It’s a twist that could derail corporate hopes for speedy approval of changes to pension laws, leaving large private employers potentially on the hook to pump billions into their underfunded pensions after closing the books on 2008 in just a few weeks.
Lawmakers and lobbyists have been angling to push through changes to the Pension Protection Act of 2006—either as a stand-alone measure or as part of any Big Three automaker bailout package—that would ease new contribution requirements the PPA triggers this year. But shortly after leaders in the Senate formally introduced proposals at the behest of hundreds of corporations, the Bush administration weighed in with several concerns.
As administration officials noted in a memo circulated to members of Congress and lobbyists late last month, allowing companies to forgo new contribution requirements could cause plans that are already significantly underfunded to grow even more underfunded over time.
This could translate into an estimated $3 billion in new claims placed on the Pension Benefit Guaranty Corp. over the next decade, the officials estimated. In addition, “workers would lose billions in unfunded pension benefits not guaranteed by the pension insurance system,” according to the memo.
While $3 billion is not insignificant, it pales in comparison with the projected record $280 billion combined pension deficit that large companies currently carry, consultants at Mercer say. Such a deficit could force companies to make up to $150 billion in new contributions next year, according to estimates from the Center for Retirement Research at Boston College.
Employer advocates argue that corporate earnings could suffer next year because of the stiffer funding requirements, which could force companies to cut back benefits or reduce their workforces.
“There are always going to be trade-offs,” said Mark Warshawsky, director of retirement research at Watson Wyatt and a former assistant secretary for economic policy at the Treasury Department. “But given the broader economic implications if these relatively modest levels of relief are not granted, that $3 billion [potential burden on the PBGC] strikes me as a fair trade-off.”

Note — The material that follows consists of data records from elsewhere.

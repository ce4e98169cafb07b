use std::path::PathBuf;

use erp_core::{open_adapter, AdapterConfig, AdapterKind};

use crate::app::{resolve_config_path, AppContext};
use crate::cli::InitArgs;
use crate::config::{default_location, write_config, ErpConfig};
use crate::errors::CliError;
use crate::ui::{badge, hint, kv, Badge};

pub fn handle_init(ctx: &AppContext, args: &InitArgs) -> anyhow::Result<()> {
    let config_path = match args.config_path.as_deref() {
        Some(path) => PathBuf::from(path),
        None => resolve_config_path()?,
    };
    if config_path.exists() && !args.force {
        return Err(CliError::invalid_input(format!(
            "Config already exists at {}\nHint: Pass --force to overwrite it.",
            config_path.display()
        ))
        .into());
    }

    let cli = ctx.cli();
    let kind = match cli.adapter.as_deref() {
        Some(value) => value.parse::<AdapterKind>()?,
        None => AdapterKind::File,
    };
    let location = match (kind.is_durable(), cli.data.as_deref()) {
        (false, _) => None,
        (true, Some(path)) => Some(PathBuf::from(path)),
        (true, None) => default_location(kind)?,
    };

    // Open once so the data location exists and is usable before it is saved.
    open_adapter(&AdapterConfig::new(kind, location.clone()))?;
    write_config(&config_path, &ErpConfig::new(kind, location.clone()))?;
    tracing::debug!(path = %config_path.display(), adapter = %kind, "config written");

    if !ctx.quiet() {
        let ui = ctx.ui_context(false, None);
        println!("{}", badge(&ui, Badge::Ok, "Configuration written"));
        println!("{}", kv(&ui, "Config", &config_path.display().to_string()));
        println!("{}", kv(&ui, "Adapter", kind.as_str()));
        if let Some(location) = &location {
            println!("{}", kv(&ui, "Data", &location.display().to_string()));
        } else {
            println!("{}", hint(&ui, "The memory adapter keeps nothing between runs."));
        }
    }
    Ok(())
}
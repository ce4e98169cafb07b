use chrono::NaiveDate;
use serde::{Deserialize, Serialize};

use crate::entities::Record;

#[derive(Debug, Clone, Copy, PartialEq, Eq, Serialize, Deserialize)]
#[serde(rename_all = "lowercase")]
pub enum ContactTab {
    Clientes,
    Fornecedores,
    Transportadoras,
}

impl ContactTab {
    pub const NAMES: &'static [&'static str] = &["clientes", "fornecedores", "transportadoras"];

    pub fn as_str(self) -> &'static str {
        match self {
            ContactTab::Clientes => "clientes",
            ContactTab::Fornecedores => "fornecedores",
            ContactTab::Transportadoras => "transportadoras",
        }
    }
}

/// A customer, supplier or carrier.
#[derive(Debug, Clone, PartialEq, Serialize, Deserialize)]
pub struct Contact {
    #[serde(default)]
    pub id: String,
    #[serde(rename = "nome")]
    pub name: String,
    #[serde(rename = "fones", default, skip_serializing_if = "Option::is_none")]
    pub phones: Option<String>,
    #[serde(rename = "palavras", default, skip_serializing_if = "Option::is_none")]
    pub keywords: Option<String>,
    #[serde(rename = "cidade", default, skip_serializing_if = "Option::is_none")]
    pub city: Option<String>,
    #[serde(rename = "tipo")]
    pub kind: ContactTab,
    #[serde(rename = "observacoes", default, skip_serializing_if = "Option::is_none")]
    pub notes: Option<String>,
    #[serde(rename = "documentos", default, skip_serializing_if = "Option::is_none")]
    pub documents: Option<Vec<String>>,
    #[serde(rename = "camposExtras", default, skip_serializing_if = "Option::is_none")]
    pub extra_fields: Option<String>,
}

impl Record for Contact {
    const STORAGE_KEY: &'static str = "erp.contatos";

    fn id(&self) -> &str {
        &self.id
    }

    fn set_id(&mut self, id: String) {
        self.id = id;
    }

    fn seed(_today: NaiveDate) -> Vec<Self> {
        vec![Contact {
            id: "C001".to_string(),
            name: "Cliente Alfa".to_string(),
            phones: None,
            keywords: None,
            city: None,
            kind: ContactTab::Clientes,
            notes: None,
            documents: None,
            extra_fields: None,
        }]
    }

    fn search_fields(&self) -> Vec<&str> {
        [Some(self.name.as_str()), self.city.as_deref(), self.keywords.as_deref()]
            .into_iter()
            .flatten()
            .collect()
    }

    fn tab(&self) -> Option<&'static str> {
        Some(self.kind.as_str())
    }
}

The White House opposition to corporate pension relief has intensified over the past week, several sources said, noting there still are individuals in the current administration who helped construct the PPA, widely cited as the most important pension legislation in decades.
“It may be a pride-of-authorship issue,” said Kathryn Ricard, vice president of retirement policy at the ERISA Industry Committee, one of a dozen employer advocates leading the movement to change the new PPA funding provisions. “Any talk about rolling it back may send grave concerns up their backs.”
The opposition to PPA relief is drawing the ire of some lawmakers and lobbyists. No one appears to be more irked than Rep. Earl Pomeroy, D-North Dakota, who is blasting both the administration and the pension insurer for their stances.
“[The] PBGC and the administration have no plan to help workers and employers except to suggest that Congress should wait and see what happens to pensions over the next few years,” Pomeroy wrote to PBGC Director Charles Millard in a letter dated November 26. “This is as unacceptable as it is irresponsible.”
Pomeroy said in an interview last week that when Millard testified before the House Ways and Means Committee in September, the administration did not have a position on tweaking the funding requirements included in the PPA.
“It was only at the 11th hour that the administration chose to voice its opposition,” he said, adding that he has arranged for a meeting with PBGC officials this week. “They have been moving, behind the scenes, to try and kill the possibility of granting any form of contribution relief to corporations.”
PBGC officials declined to comment. The White House press office did not offer a comment.
The PBGC, which takes over plans from corporations when they can no longer meet their pension obligations, has managed to shrink its deficit to $11.2 billion at the end of September from $14.1 billion last year. It’s an improvement, but there’s still a significant deficit. The number also does not factor in the violent October and November market collapses that have further eroded scores of defined-benefit pension plans’ funding levels.
There should be no immediate concerns about the PBGC’s solvency, insisted Bradley Belt, executive director of the agency until early 2006. The PBGC still has a large pool of available assets—$61.6 billion—to cover $72.3 billion in pension promises that are “very long-term liabilities,” explained Belt, now chairman of Palisades Capital Advisors, an investment firm with offices in New York and Washington.
“There is no need to pay out these obligations right away,” he said, adding that the PBGC has paid out total benefits of just over $4 billion in each of the last two years.
Still, if the PBGC were forced to take over a number of underfunded pension plans in short order—particularly plans that have a large number of retired workers—then the agency would need what Belt called “additional budget authority” from the government to handle the increased workload.
“Although the long-term solvency of the agency would be further impaired, there likely would be no need for an immediate bailout,” he said. “It would take an extraordinary set of circumstances to create a liquidity crisis at the PBGC.”